-------- DATA
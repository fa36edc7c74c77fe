//! The turn decision entry point.
//!
//! Composes the locator, planner, and spawn policy into the single
//! choice the host asks for each turn: move, harvest, or spawn. The
//! [`Strategy`] trait abstracts the entry point so the host can slot in
//! competing implementations; [`HarvestExpandStrategy`] is this crate's
//! implementation.
//!
//! The procedure holds no mutable state -- identical inputs always
//! produce identical commands -- and is safe to run concurrently for
//! different robots against one shared snapshot.

use ampere_types::{Command, Map, Robot};
use tracing::debug;

use crate::config::StrategyConfig;
use crate::distance::squared_distance;
use crate::error::StrategyError;
use crate::locator::{nearest_free_station, nearest_unowned_station};
use crate::planner::next_position;
use crate::policy::SpawnPolicy;

/// Identity string reported to the host for attribution and scoring.
pub const AUTHOR: &str = "Ampere Harvest-Expand";

/// A per-turn decision procedure for one robot.
///
/// The host calls [`decide`] once per robot per turn with a fresh,
/// read-only snapshot of the board and applies the returned command
/// itself.
///
/// [`decide`]: Strategy::decide
pub trait Strategy {
    /// Constant identifier used by the host for attribution only.
    fn author(&self) -> &str;

    /// Choose the acting robot's single command for this turn.
    ///
    /// # Errors
    ///
    /// Returns [`StrategyError::InvalidActorIndex`] if `robot_index`
    /// does not address a robot in the snapshot -- caller misuse, never
    /// a board state.
    fn decide(
        &self,
        robots: &[Robot],
        robot_index: usize,
        map: &dyn Map,
    ) -> Result<Command, StrategyError>;
}

/// Harvest the station you stand on; expand when the economics allow.
///
/// Each turn: if the robot is parked on a usable station, compare its
/// energy against the [`SpawnPolicy`] threshold to pick harvest or
/// spawn. Otherwise advance toward the nearest station not held by the
/// robot's own team, one energy-bounded step at a time.
#[derive(Debug, Clone, Default)]
pub struct HarvestExpandStrategy {
    policy: SpawnPolicy,
}

impl HarvestExpandStrategy {
    /// Create a strategy with the given spawn policy.
    pub const fn new(policy: SpawnPolicy) -> Self {
        Self { policy }
    }

    /// Create a strategy from a loaded configuration.
    ///
    /// # Errors
    ///
    /// Returns [`StrategyError::ZeroExpansionFactor`] if the config
    /// carries a zero expansion factor.
    pub fn from_config(config: &StrategyConfig) -> Result<Self, StrategyError> {
        Ok(Self {
            policy: SpawnPolicy::new(config.expansion_factor)?,
        })
    }

    /// The active spawn policy.
    pub const fn policy(&self) -> &SpawnPolicy {
        &self.policy
    }

    /// The parked branch: bank energy or pay for a child.
    ///
    /// The expansion is priced as the squared distance from the next
    /// station out (the parked one is excluded by the unowned scan) to
    /// a free cell near the parent. If either leg of that measurement
    /// is unavailable there is nothing to price, and harvesting in
    /// place is always productive on a station.
    fn harvest_or_spawn(&self, mover: &Robot, map: &dyn Map, robots: &[Robot]) -> Command {
        let target = nearest_unowned_station(mover, map, robots);
        let near_cell = map.find_free_cell(mover.position, robots);
        let (Some(target), Some(near_cell)) = (target, near_cell) else {
            debug!(position = %mover.position, "no expansion target; harvesting in place");
            return Command::CollectEnergy;
        };

        let expansion_cost = squared_distance(target, near_cell);
        let threshold = self.policy.spawn_threshold(expansion_cost);
        if u64::from(mover.energy) >= threshold {
            let new_robot_energy = self.policy.spawn_endowment(expansion_cost);
            debug!(expansion_cost, new_robot_energy, "spawning a child robot");
            Command::CreateNewRobot { new_robot_energy }
        } else {
            debug!(
                expansion_cost,
                threshold,
                energy = mover.energy,
                "below spawn threshold; harvesting"
            );
            Command::CollectEnergy
        }
    }
}

impl Strategy for HarvestExpandStrategy {
    fn author(&self) -> &str {
        AUTHOR
    }

    fn decide(
        &self,
        robots: &[Robot],
        robot_index: usize,
        map: &dyn Map,
    ) -> Result<Command, StrategyError> {
        let mover = robots
            .get(robot_index)
            .ok_or(StrategyError::InvalidActorIndex {
                index: robot_index,
                count: robots.len(),
            })?;

        let parked = nearest_free_station(mover, map, robots)
            .is_some_and(|station| station == mover.position);
        if parked {
            return Ok(self.harvest_or_spawn(mover, map, robots));
        }

        let Some(destination) = nearest_unowned_station(mover, map, robots) else {
            debug!(position = %mover.position, "no station available; holding position");
            return Ok(Command::Move {
                new_position: mover.position,
            });
        };

        let new_position = next_position(mover, destination);
        debug!(%destination, %new_position, "moving toward nearest station");
        Ok(Command::Move { new_position })
    }
}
----------------
> **WORK ORDER**:
Extract every line containing the string "Result" from the data above.

> **RESPONSE FOR THIS EXERCISE**:
    ) -> Result<Command, StrategyError>;
    pub fn from_config(config: &StrategyConfig) -> Result<Self, StrategyError> {
    ) -> Result<Command, StrategyError> {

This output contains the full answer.